Collected data entries:
════════════════════
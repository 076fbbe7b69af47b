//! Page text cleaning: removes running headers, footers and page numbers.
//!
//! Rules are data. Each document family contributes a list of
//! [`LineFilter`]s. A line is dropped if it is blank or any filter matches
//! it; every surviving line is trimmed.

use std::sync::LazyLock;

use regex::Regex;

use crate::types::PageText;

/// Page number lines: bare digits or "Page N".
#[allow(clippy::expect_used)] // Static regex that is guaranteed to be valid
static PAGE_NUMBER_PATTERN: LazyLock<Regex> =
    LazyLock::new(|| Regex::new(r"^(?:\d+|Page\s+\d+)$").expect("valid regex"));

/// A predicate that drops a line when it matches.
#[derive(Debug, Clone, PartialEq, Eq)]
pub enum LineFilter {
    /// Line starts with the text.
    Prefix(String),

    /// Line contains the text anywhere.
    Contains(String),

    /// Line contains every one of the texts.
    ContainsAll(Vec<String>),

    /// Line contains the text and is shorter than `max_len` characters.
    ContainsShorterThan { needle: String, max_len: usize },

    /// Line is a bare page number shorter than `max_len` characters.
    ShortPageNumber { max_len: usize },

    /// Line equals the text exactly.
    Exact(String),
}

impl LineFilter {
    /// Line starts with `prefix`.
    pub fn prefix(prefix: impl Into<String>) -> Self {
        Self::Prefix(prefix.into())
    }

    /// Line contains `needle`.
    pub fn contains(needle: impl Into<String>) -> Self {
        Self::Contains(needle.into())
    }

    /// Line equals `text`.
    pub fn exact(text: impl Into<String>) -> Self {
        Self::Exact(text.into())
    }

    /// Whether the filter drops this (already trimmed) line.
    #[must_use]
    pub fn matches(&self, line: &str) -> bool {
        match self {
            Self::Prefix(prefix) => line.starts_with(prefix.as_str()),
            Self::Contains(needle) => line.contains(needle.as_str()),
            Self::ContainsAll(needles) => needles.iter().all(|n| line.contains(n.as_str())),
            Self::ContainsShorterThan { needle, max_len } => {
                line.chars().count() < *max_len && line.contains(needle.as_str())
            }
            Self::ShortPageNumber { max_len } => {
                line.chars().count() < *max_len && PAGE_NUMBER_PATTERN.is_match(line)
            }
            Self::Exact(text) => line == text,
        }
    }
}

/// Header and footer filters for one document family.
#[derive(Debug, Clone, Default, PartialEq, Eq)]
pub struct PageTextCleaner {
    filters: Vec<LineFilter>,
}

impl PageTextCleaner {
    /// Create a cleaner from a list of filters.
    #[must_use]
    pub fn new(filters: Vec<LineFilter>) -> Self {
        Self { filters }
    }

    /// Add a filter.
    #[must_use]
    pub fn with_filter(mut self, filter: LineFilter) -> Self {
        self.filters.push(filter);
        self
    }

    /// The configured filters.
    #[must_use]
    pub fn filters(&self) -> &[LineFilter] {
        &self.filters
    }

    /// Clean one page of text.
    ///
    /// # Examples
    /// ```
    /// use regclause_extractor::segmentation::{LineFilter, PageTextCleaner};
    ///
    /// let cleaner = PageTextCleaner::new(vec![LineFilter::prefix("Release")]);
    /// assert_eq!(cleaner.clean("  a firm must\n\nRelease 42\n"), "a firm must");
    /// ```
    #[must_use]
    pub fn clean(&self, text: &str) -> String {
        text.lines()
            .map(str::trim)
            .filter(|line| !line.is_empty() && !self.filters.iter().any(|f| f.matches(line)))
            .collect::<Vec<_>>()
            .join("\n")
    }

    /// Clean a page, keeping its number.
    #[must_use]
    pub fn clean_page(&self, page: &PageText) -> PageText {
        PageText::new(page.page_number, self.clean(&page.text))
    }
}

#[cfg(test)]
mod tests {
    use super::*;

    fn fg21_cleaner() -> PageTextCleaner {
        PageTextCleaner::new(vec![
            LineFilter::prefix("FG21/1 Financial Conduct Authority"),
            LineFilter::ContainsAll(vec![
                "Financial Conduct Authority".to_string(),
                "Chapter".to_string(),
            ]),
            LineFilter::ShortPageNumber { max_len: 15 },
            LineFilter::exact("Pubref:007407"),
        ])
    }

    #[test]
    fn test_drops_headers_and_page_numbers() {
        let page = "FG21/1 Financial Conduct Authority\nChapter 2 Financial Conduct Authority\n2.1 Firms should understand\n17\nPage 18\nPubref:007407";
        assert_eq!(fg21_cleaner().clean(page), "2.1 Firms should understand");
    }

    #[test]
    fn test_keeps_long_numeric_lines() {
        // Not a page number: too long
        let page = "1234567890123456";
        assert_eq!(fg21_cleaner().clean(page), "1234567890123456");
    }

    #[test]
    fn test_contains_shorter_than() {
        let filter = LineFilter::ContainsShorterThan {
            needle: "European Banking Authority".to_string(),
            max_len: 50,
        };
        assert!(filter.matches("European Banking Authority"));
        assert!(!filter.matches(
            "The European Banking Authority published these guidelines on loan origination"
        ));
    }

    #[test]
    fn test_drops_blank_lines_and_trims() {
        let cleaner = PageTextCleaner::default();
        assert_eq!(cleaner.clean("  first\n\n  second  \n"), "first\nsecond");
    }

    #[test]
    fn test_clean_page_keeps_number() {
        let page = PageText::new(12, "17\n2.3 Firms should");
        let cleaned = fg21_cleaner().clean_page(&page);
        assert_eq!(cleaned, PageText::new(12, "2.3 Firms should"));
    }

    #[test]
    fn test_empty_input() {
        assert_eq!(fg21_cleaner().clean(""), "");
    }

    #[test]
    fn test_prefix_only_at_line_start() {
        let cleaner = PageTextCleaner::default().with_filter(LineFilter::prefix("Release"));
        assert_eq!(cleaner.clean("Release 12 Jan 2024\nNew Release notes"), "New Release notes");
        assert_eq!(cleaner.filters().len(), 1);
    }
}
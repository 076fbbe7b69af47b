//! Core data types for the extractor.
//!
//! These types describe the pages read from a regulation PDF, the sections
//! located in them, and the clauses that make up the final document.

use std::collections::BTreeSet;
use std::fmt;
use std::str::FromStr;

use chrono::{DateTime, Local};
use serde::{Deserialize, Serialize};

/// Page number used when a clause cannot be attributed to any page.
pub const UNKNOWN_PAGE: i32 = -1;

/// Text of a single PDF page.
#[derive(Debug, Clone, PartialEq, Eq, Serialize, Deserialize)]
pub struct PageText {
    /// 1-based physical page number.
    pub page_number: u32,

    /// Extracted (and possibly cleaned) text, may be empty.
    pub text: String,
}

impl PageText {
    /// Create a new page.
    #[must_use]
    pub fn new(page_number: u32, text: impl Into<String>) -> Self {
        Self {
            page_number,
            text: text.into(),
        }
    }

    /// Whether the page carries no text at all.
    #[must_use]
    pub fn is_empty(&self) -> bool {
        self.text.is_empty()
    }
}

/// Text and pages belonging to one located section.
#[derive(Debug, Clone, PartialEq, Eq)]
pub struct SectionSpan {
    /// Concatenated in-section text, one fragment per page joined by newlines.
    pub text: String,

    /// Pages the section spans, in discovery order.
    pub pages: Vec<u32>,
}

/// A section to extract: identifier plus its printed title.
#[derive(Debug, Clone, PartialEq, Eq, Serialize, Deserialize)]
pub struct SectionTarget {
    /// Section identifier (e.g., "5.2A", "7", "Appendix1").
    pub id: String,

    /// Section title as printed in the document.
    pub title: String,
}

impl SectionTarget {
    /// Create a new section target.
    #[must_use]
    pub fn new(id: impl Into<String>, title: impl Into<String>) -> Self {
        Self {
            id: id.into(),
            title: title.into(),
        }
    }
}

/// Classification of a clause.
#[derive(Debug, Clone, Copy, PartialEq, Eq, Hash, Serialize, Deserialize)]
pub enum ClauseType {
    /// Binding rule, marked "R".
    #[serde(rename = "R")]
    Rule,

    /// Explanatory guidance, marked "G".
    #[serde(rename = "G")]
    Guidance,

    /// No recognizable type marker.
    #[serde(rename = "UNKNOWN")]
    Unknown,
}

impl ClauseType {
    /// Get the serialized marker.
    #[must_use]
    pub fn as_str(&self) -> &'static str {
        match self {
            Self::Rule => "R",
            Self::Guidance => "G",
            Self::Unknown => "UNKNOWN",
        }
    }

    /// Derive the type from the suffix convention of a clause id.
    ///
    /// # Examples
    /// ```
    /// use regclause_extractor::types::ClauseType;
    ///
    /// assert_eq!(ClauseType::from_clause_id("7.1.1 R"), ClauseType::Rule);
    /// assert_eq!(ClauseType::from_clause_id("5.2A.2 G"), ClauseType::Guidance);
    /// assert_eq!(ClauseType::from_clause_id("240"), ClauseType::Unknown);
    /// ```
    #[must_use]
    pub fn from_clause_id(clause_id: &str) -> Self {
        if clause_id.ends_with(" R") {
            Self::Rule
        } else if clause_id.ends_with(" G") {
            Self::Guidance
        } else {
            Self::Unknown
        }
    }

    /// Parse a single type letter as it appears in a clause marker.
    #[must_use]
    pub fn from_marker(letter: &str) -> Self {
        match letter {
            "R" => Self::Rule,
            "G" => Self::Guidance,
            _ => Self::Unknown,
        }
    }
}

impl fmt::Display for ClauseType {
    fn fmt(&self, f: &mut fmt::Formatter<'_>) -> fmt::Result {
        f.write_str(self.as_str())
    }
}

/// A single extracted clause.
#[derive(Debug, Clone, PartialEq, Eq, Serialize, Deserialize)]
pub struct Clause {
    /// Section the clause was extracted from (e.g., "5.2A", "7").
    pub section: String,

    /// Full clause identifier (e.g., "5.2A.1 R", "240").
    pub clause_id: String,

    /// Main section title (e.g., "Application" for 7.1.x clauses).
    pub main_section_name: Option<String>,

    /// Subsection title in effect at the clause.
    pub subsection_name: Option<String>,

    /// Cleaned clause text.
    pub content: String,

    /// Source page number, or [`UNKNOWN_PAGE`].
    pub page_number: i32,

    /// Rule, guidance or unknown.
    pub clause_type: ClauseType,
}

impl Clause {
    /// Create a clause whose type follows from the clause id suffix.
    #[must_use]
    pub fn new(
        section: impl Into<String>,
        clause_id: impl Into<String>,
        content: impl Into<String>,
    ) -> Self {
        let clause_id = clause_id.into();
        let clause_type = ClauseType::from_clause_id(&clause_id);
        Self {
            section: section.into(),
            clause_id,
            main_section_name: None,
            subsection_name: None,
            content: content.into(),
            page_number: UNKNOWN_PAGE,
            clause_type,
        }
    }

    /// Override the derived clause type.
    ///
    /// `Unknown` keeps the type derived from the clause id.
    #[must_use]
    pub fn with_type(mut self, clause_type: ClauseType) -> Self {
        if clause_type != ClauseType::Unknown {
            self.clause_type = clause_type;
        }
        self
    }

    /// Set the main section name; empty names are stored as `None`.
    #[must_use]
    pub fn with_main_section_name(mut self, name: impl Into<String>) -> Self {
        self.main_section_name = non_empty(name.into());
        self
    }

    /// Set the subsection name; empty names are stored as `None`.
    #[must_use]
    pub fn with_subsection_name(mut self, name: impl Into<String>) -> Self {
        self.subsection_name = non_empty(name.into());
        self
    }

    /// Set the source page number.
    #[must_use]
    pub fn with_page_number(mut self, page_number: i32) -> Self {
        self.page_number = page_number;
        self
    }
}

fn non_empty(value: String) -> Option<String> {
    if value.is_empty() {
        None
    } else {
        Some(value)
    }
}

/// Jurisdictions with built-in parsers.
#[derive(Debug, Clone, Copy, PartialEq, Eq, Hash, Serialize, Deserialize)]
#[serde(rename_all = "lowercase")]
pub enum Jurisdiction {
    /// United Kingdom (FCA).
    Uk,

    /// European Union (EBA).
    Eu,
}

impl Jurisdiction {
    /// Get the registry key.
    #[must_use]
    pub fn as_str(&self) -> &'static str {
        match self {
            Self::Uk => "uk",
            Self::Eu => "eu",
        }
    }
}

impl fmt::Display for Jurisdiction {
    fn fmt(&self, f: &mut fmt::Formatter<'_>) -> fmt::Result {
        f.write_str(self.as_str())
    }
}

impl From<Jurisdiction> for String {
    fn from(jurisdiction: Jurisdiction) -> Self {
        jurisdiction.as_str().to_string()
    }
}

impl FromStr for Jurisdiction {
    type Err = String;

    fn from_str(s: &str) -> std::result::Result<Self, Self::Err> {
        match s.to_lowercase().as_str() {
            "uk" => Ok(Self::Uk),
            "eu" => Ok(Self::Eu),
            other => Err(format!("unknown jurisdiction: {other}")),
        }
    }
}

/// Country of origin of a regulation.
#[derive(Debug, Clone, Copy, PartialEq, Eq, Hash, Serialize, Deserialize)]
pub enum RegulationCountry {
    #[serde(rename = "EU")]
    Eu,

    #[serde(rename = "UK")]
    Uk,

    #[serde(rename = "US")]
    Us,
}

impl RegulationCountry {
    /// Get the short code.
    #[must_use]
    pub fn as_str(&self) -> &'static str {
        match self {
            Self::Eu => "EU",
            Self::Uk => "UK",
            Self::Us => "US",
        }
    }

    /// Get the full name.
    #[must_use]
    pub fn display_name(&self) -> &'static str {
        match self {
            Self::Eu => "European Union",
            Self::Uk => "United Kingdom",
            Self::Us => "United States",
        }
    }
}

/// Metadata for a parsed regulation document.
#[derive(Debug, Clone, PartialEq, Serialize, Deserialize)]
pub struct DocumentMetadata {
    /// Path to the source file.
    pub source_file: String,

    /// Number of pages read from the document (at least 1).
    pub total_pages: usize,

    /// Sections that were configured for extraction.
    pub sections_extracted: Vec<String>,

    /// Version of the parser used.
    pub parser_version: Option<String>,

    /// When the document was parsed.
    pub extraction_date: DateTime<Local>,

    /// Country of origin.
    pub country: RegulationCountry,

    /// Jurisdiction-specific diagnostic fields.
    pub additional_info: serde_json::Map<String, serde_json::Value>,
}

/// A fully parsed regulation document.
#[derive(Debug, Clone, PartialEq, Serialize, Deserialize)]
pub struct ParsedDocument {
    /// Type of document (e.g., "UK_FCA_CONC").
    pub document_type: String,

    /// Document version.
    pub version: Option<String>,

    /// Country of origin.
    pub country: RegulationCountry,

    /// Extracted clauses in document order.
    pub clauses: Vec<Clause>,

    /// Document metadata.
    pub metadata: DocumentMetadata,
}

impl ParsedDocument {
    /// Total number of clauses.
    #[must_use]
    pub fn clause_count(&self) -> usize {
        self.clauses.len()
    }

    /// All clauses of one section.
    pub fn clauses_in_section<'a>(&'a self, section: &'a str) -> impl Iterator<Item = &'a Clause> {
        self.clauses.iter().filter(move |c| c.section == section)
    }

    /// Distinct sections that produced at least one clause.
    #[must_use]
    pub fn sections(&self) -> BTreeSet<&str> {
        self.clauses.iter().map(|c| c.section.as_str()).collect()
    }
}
════════════════════
(PROBLEM STATEMENT)
Quote, with nothing altered, all lines from the start of the entries to the line that carries "the text anywhere.", inclusive.

(WRITTEN RESPONSE)
repository 076fbbe7b69af47b
//! Page text cleaning: removes running headers, footers and page numbers.
//!
//! Rules are data. Each document family contributes a list of
//! [`LineFilter`]s. A line is dropped if it is blank or any filter matches
//! it; every surviving line is trimmed.

use std::sync::LazyLock;

use regex::Regex;

use crate::types::PageText;

/// Page number lines: bare digits or "Page N".
#[allow(clippy::expect_used)] // Static regex that is guaranteed to be valid
static PAGE_NUMBER_PATTERN: LazyLock<Regex> =
    LazyLock::new(|| Regex::new(r"^(?:\d+|Page\s+\d+)$").expect("valid regex"));

/// A predicate that drops a line when it matches.
#[derive(Debug, Clone, PartialEq, Eq)]
pub enum LineFilter {
    /// Line starts with the text.
    Prefix(String),

    /// Line contains the text anywhere.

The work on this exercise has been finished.